The problem here is being caused by us representing the message bus as a C4 container, which arguably isn’t correct. A better approach is to think about each separate queue and topic as being a “data store”. A message queue is essentially a data store - it’s a bucket for storing data (messages), with producers adding data, and consumers taking it away. The implication here is that the queues and topics are C4 containers, rather than the message bus itself.

In this example, we can clearly see there’s a coupling between services A and C via a queue named X, and there’s a similar point-to-point coupling between services B and D via a queue named Y.

Modelling queues and topics as C4 containers also provides a way to think about them independently of their deployment topology. At development time, you might have all queues and topics running on a single instance of a message bus to save resources on your laptop. The live deployment topology might see individual queues and topics deployed to separate message buses, brokers, or clusters for performance, scalability, or security reasons.
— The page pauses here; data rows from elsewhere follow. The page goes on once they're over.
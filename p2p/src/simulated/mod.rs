//! Send messages between peers over links with finite, time-varying capacity.
//!
//! Every peer owns an uplink and a downlink [bandwidth::Channel]. When a peer sends a message,
//! the network computes how fast the message can flow through the sender's uplink and the
//! recipient's downlink (given everything already reserved on both), reserves that bandwidth and
//! delivers the message at the instant its last byte arrives. Concurrent transfers therefore never
//! draw more than a channel's capacity: a later transfer simply receives whatever an earlier one
//! left behind.
//!
//! Peers must be connected (with [Oracle::connect]) before they can exchange messages. The
//! network also tracks which pairs of peers have a transfer in flight, so callers can avoid
//! queueing more traffic on a busy link.
//!
//! # Example
//!
//! ```rust
//! use keysim_p2p::{simulated::{Channel, Config, Network}, PeerId, Payload, Sender, Receiver};
//! use keysim_runtime::{deterministic, Metrics, Runner};
//!
//! #[derive(Clone, Debug)]
//! struct Ping;
//!
//! impl Payload for Ping {
//!     fn size(&self) -> usize {
//!         10
//!     }
//! }
//!
//! let executor = deterministic::Runner::default();
//! executor.start(|context| async move {
//!     let (network, mut oracle) =
//!         Network::<_, Ping>::new(context.with_label("network"), Config { max_size: 1024 });
//!     network.start();
//!
//!     let (a, b) = (PeerId::new(0), PeerId::new(1));
//!     let (mut sender, _) = oracle.register(a, Channel::new(10), Channel::new(10)).await.unwrap();
//!     let (_, mut receiver) = oracle.register(b, Channel::new(10), Channel::new(10)).await.unwrap();
//!     oracle.connect(a, b).await.unwrap();
//!
//!     sender.send(b, Ping).await.unwrap();
//!     let (origin, _) = receiver.recv().await.unwrap();
//!     assert_eq!(origin, a);
//! });
//! ```

pub mod bandwidth;
mod ingress;
mod metrics;
mod network;

use crate::PeerId;
use std::time::Duration;
use thiserror::Error;

pub use bandwidth::{Channel, Segment};
pub use ingress::Oracle;
pub use network::{Config, Network, Receiver, Sender};

/// Errors that can occur when interacting with the `simulated` network.
#[derive(Debug, Error)]
pub enum Error {
    #[error("malformed channel: segments must be ordered and end with an unbounded segment")]
    MalformedChannel,
    #[error("channel starved: bandwidth never becomes available")]
    Starved,
    #[error("over-allocation at {at:?}: requested {requested} B/s but only {available} B/s available")]
    OverAllocation {
        at: Duration,
        available: u64,
        requested: u64,
    },
    #[error("message too large: {0}")]
    MessageTooLarge(usize),
    #[error("network closed")]
    NetworkClosed,
    #[error("not valid to link self")]
    LinkingSelf,
    #[error("unknown peer: {0}")]
    UnknownPeer(PeerId),
    #[error("peer already registered: {0}")]
    AlreadyRegistered(PeerId),
    #[error("peers not connected: {0} -> {1}")]
    NotConnected(PeerId, PeerId),
}

#[cfg(test)]
mod tests {
    use super::*;
    use crate::{Payload, Receiver as _, Sender as _};
    use keysim_runtime::{deterministic, Clock, Metrics, Runner, Spawner, SystemTimeExt};
    use std::time::UNIX_EPOCH;

    #[derive(Clone, Debug, PartialEq, Eq)]
    struct Blob(usize);

    impl Payload for Blob {
        fn size(&self) -> usize {
            self.0
        }
    }

    fn secs(value: u64) -> std::time::SystemTime {
        UNIX_EPOCH + Duration::from_secs(value)
    }

    fn new_network(
        context: &deterministic::Context,
    ) -> Oracle<deterministic::Context, Blob> {
        let (network, oracle) =
            Network::new(context.with_label("network"), Config { max_size: 1024 });
        network.start();
        oracle
    }

    #[test]
    fn test_shared_uplink() {
        let executor = deterministic::Runner::default();
        executor.start(|context| async move {
            let mut oracle = new_network(&context);
            let (a, b, c) = (PeerId::new(0), PeerId::new(1), PeerId::new(2));
            let (sender, _) = oracle
                .register(a, Channel::new(10), Channel::new(10))
                .await
                .unwrap();
            let (_, mut receiver_b) = oracle
                .register(b, Channel::new(10), Channel::new(10))
                .await
                .unwrap();
            let (_, mut receiver_c) = oracle
                .register(c, Channel::new(10), Channel::new(10))
                .await
                .unwrap();
            oracle.connect(a, b).await.unwrap();
            oracle.connect(a, c).await.unwrap();

            // Send two messages at the same instant (each caller waits for its own delivery)
            let mut handles = Vec::new();
            for recipient in [b, c] {
                let mut sender = sender.clone();
                handles.push(context.clone().spawn(move |_| async move {
                    sender.send(recipient, Blob(50)).await.unwrap()
                }));
            }

            // The uplink is fully reserved until both transfers finish
            context.sleep(Duration::from_secs(1)).await;
            let (uplink, _) = oracle.channels(a).await.unwrap();
            assert_eq!(
                uplink.segments(),
                &[
                    Segment {
                        available: 0,
                        until: Some(secs(10)),
                    },
                    Segment {
                        available: 10,
                        until: None,
                    },
                ]
            );

            // Together they never draw more than the uplink capacity
            let mut completions = Vec::new();
            for handle in handles {
                completions.push(handle.await.unwrap());
            }
            assert_eq!(completions, vec![secs(5), secs(10)]);
            assert_eq!(context.current(), secs(10));

            // Each recipient observed the message at its completion time
            let (origin, message) = receiver_b.recv().await.unwrap();
            assert_eq!((origin, message), (a, Blob(50)));
            let (origin, message) = receiver_c.recv().await.unwrap();
            assert_eq!((origin, message), (a, Blob(50)));
        });
    }

    #[test]
    fn test_shared_downlink() {
        let executor = deterministic::Runner::default();
        executor.start(|context| async move {
            let mut oracle = new_network(&context);
            let (a, b, c) = (PeerId::new(0), PeerId::new(1), PeerId::new(2));
            let (mut sender_a, _) = oracle
                .register(a, Channel::new(100), Channel::new(100))
                .await
                .unwrap();
            let (mut sender_b, _) = oracle
                .register(b, Channel::new(100), Channel::new(100))
                .await
                .unwrap();
            let (_, mut receiver) = oracle
                .register(c, Channel::new(100), Channel::new(20))
                .await
                .unwrap();
            oracle.connect(a, c).await.unwrap();
            oracle.connect(b, c).await.unwrap();

            let first = sender_a.dispatch(c, Blob(100)).await.unwrap();
            let second = sender_b.dispatch(c, Blob(100)).await.unwrap();
            assert_eq!(first, secs(5));
            assert_eq!(second, secs(10));

            // Messages arrive in completion order
            let (origin, _) = receiver.recv().await.unwrap();
            assert_eq!(origin, a);
            assert_eq!(context.current(), secs(5));
            let (origin, _) = receiver.recv().await.unwrap();
            assert_eq!(origin, b);
            assert_eq!(context.current(), secs(10));
        });
    }

    #[test]
    fn test_time_varying_capacity() {
        let executor = deterministic::Runner::default();
        executor.start(|context| async move {
            let mut oracle = new_network(&context);
            let (a, b) = (PeerId::new(0), PeerId::new(1));
            let uplink = Channel::from_segments(vec![
                Segment {
                    available: 0,
                    until: Some(secs(2)),
                },
                Segment {
                    available: 10,
                    until: None,
                },
            ])
            .unwrap();
            let (mut sender, _) = oracle.register(a, uplink, Channel::new(10)).await.unwrap();
            let (_, mut receiver) = oracle
                .register(b, Channel::new(10), Channel::new(10))
                .await
                .unwrap();
            oracle.connect(a, b).await.unwrap();

            let completion = sender.send(b, Blob(10)).await.unwrap();
            assert_eq!(completion, secs(3));
            assert_eq!(context.current().epoch(), Duration::from_secs(3));
            receiver.recv().await.unwrap();
        });
    }

    #[test]
    fn test_busy() {
        let executor = deterministic::Runner::default();
        executor.start(|context| async move {
            let mut oracle = new_network(&context);
            let (a, b, c) = (PeerId::new(0), PeerId::new(1), PeerId::new(2));
            let (mut sender_a, _) = oracle
                .register(a, Channel::new(10), Channel::new(10))
                .await
                .unwrap();
            let (mut sender_b, mut receiver_b) = oracle
                .register(b, Channel::new(10), Channel::new(10))
                .await
                .unwrap();
            let (mut sender_c, _) = oracle
                .register(c, Channel::new(10), Channel::new(10))
                .await
                .unwrap();
            oracle.connect(a, b).await.unwrap();
            oracle.connect(b, c).await.unwrap();
            assert!(!sender_a.busy(b).await.unwrap());

            // In flight in one direction marks the link busy from both ends
            sender_a.dispatch(b, Blob(20)).await.unwrap();
            assert!(sender_a.busy(b).await.unwrap());
            assert!(sender_b.busy(a).await.unwrap());
            assert!(!sender_b.busy(c).await.unwrap());
            assert!(!sender_c.busy(b).await.unwrap());

            // Idle again once delivered
            receiver_b.recv().await.unwrap();
            assert!(!sender_a.busy(b).await.unwrap());
            assert!(!sender_b.busy(a).await.unwrap());
        });
    }

    #[test]
    fn test_fan_out() {
        let executor = deterministic::Runner::default();
        executor.start(|context| async move {
            let mut oracle = new_network(&context);
            let (a, b) = (PeerId::new(0), PeerId::new(1));
            let (mut sender, _) = oracle
                .register(a, Channel::new(10), Channel::new(10))
                .await
                .unwrap();
            let (_, mut first) = oracle
                .register(b, Channel::new(10), Channel::new(10))
                .await
                .unwrap();
            let mut second = oracle.attach(b).await.unwrap();
            oracle.connect(a, b).await.unwrap();

            sender.send(b, Blob(5)).await.unwrap();
            assert_eq!(first.recv().await.unwrap(), (a, Blob(5)));
            assert_eq!(second.recv().await.unwrap(), (a, Blob(5)));
        });
    }

    #[test]
    fn test_topology_errors() {
        let executor = deterministic::Runner::default();
        executor.start(|context| async move {
            let mut oracle = new_network(&context);
            let (a, b) = (PeerId::new(0), PeerId::new(1));
            let (mut sender, _) = oracle
                .register(a, Channel::new(10), Channel::new(10))
                .await
                .unwrap();
            oracle
                .register(b, Channel::new(10), Channel::new(10))
                .await
                .unwrap();

            // Registration
            let result = oracle.register(a, Channel::new(10), Channel::new(10)).await;
            assert!(matches!(result, Err(Error::AlreadyRegistered(peer)) if peer == a));

            // Connections
            assert!(matches!(oracle.connect(a, a).await, Err(Error::LinkingSelf)));
            assert!(matches!(
                oracle.connect(a, PeerId::new(9)).await,
                Err(Error::UnknownPeer(_))
            ));
            let result = sender.dispatch(b, Blob(1)).await;
            assert!(matches!(result, Err(Error::NotConnected(x, y)) if x == a && y == b));

            // Connecting is idempotent and symmetric
            oracle.connect(a, b).await.unwrap();
            oracle.connect(b, a).await.unwrap();
            assert_eq!(oracle.neighbors(a).await.unwrap(), vec![b]);
            assert_eq!(oracle.neighbors(b).await.unwrap(), vec![a]);
            assert_eq!(sender.neighbors().await.unwrap(), vec![b]);

            // Oversized messages are rejected
            let result = sender.dispatch(b, Blob(4096)).await;
            assert!(matches!(result, Err(Error::MessageTooLarge(4096))));
        });
    }

    #[test]
    fn test_metrics() {
        let executor = deterministic::Runner::default();
        executor.start(|context| async move {
            let mut oracle = new_network(&context);
            let (a, b) = (PeerId::new(0), PeerId::new(1));
            let (mut sender, _) = oracle
                .register(a, Channel::new(10), Channel::new(10))
                .await
                .unwrap();
            let (_, mut receiver) = oracle
                .register(b, Channel::new(10), Channel::new(10))
                .await
                .unwrap();
            oracle.connect(a, b).await.unwrap();
            sender.send(b, Blob(30)).await.unwrap();
            receiver.recv().await.unwrap();

            let encoded = context.encode();
            assert!(encoded.contains("network_bytes_sent_total 30"));
            assert!(encoded
                .contains(r#"network_messages_sent_total{origin="peer-0",recipient="peer-1"} 1"#));
        });
    }
}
If you genuinely have a point-to-point coupling via a queue, you could further simplify this diagram by omitting the queues, and moving the queue names to the arrows instead.

The result is a visually simpler and less cluttered diagram, but the queues are no longer as explicitly evident on the diagram. Since the C4 model is notation independent, you could additionally use a different line style (solid vs dashed) or colour to highlight message-based relationships. Neither version of the diagrams is “better” than the other, they are just telling the same story in a different way. It’s all trade-offs.

Pub/sub

You’ll notice that all diagrams have shown messages flowing from the left of the diagram to the right, with the arrows labelled as “Sends messages to”. Although this works well, particularly for point-to-point and queue-based architectures, you can also change the arrow directions to better highlight something more pub/sub or topic-based.

This version of the diagram better shows the roles of the message publishers and subscribers. Again, it’s just a different way of telling the same story.

Summary

There are a number of ways to diagram message-based architectures, with the latter two of the following being “correct”:

  • Incorrect: Model the message bus as a C4 container.
  • Correct: Explicitly model queues and topics as C4 containers.
  • Correct: Implicitly model message-based interactions using a “via” notation on relationships.

Further considerations

The examples presented have assumed that a single software system is comprised from a number of services communicating via queues and topics. In other words, everything on the diagram sits “inside” the software system boundary, and is “owned” by that single software system.

If you’ve read the microservices recommendations and you’re modelling each service as a separate software system, you additionally need to consider who “owns” the queues and topics. If service A (a software system) has a point-to-point relationship with service B (also a software system) via a queue named X (a container) … who owns the container? Does service A own the definition of the message format and operation of the queue, or is it service B? Or perhaps it’s jointly owned, or owned by somebody else entirely. Ownership will impact the diagrams.